Inspiration, role it plays in re-enchantment of the Arts

Inspiration plays an important role in re- enchatment of the Arts.

 

In writing this post, I am using few presupposed and self evident truths about the current state of the Arts.

One, is the need for re-enchantment of the Art.

I have taken this term from Suzi Gablik’s book by the same name where she criticises some of the basic tenets of the Modernist movement that led directly to much of the confusion left by the Postmodernism. Part of this confusion left the artist without a philosophical background needed to establish a basis for relevant correspondences between the personal and the universal principles of creation.

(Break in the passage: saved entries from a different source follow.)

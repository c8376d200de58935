//! Fan-out: deliver one notification to every enabled channel, each independently.

use crate::channels::message::NotificationMessage;
use crate::channels::registry::{ChannelKind, Payload, SenderRegistry};
use crate::channels::source::ChannelConfigSource;
use std::sync::Arc;

pub struct Notifier {
    source: Arc<dyn ChannelConfigSource>,
    senders: SenderRegistry,
}

impl Notifier {
    pub fn new(source: Arc<dyn ChannelConfigSource>, senders: SenderRegistry) -> Self {
        Self { source, senders }
    }

    /// Send `msg` to every enabled channel. A failing channel is logged and the rest are
    /// still attempted; unknown channel types are skipped. Nothing is retried.
    pub async fn dispatch(&self, msg: &NotificationMessage) {
        let channels = match self.source.load_channels().await {
            Ok(c) => c,
            Err(e) => {
                log::error!("notify: loading channel configs failed: {:#}", e);
                return;
            }
        };

        let rendered = msg.render();
        for channel in channels.iter().filter(|c| c.enabled) {
            let Some(kind) = ChannelKind::parse(&channel.typ) else {
                continue;
            };
            let Some(sender) = self.senders.get(kind) else {
                continue;
            };
            let payload = if kind.wants_structured() {
                Payload::Structured(msg)
            } else {
                Payload::Text(&rendered)
            };
            match sender.send(&channel.settings, payload).await {
                Ok(()) => log::info!("notify: sent via {}", kind.as_str()),
                Err(e) => log::error!("notify: sending via {} failed: {}", kind.as_str(), e),
            }
        }
    }
}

At the same time this lack of philosophical support opened a gap in communication between the artist and his audience.

Second, is the need for Inspiration as vital source of revitalization of the current confused condition of the Art. The extreme relativism of the late Post-modernism has left a scorched field where the traditional values of excellence have been replaced by purely personal, anecdotal and many times accidental views that left the Art without it’s Muse .

Inspiration according to full definition of Merriam- Webster dictionary is: “a divine influence or action on a person believed to qualify him or her to receive and communicate sacred revelation “In other words, an inspired person is one who is touched by his Spirit. That sacred part of his being that communicated the feeling of the Devine.This kind of definition tends toward somewhat religious interpretation which I believe tend to distort the real meaning of Inspiration as a direct heart felt feeling that is totally natural to all of humankind and not only to artists.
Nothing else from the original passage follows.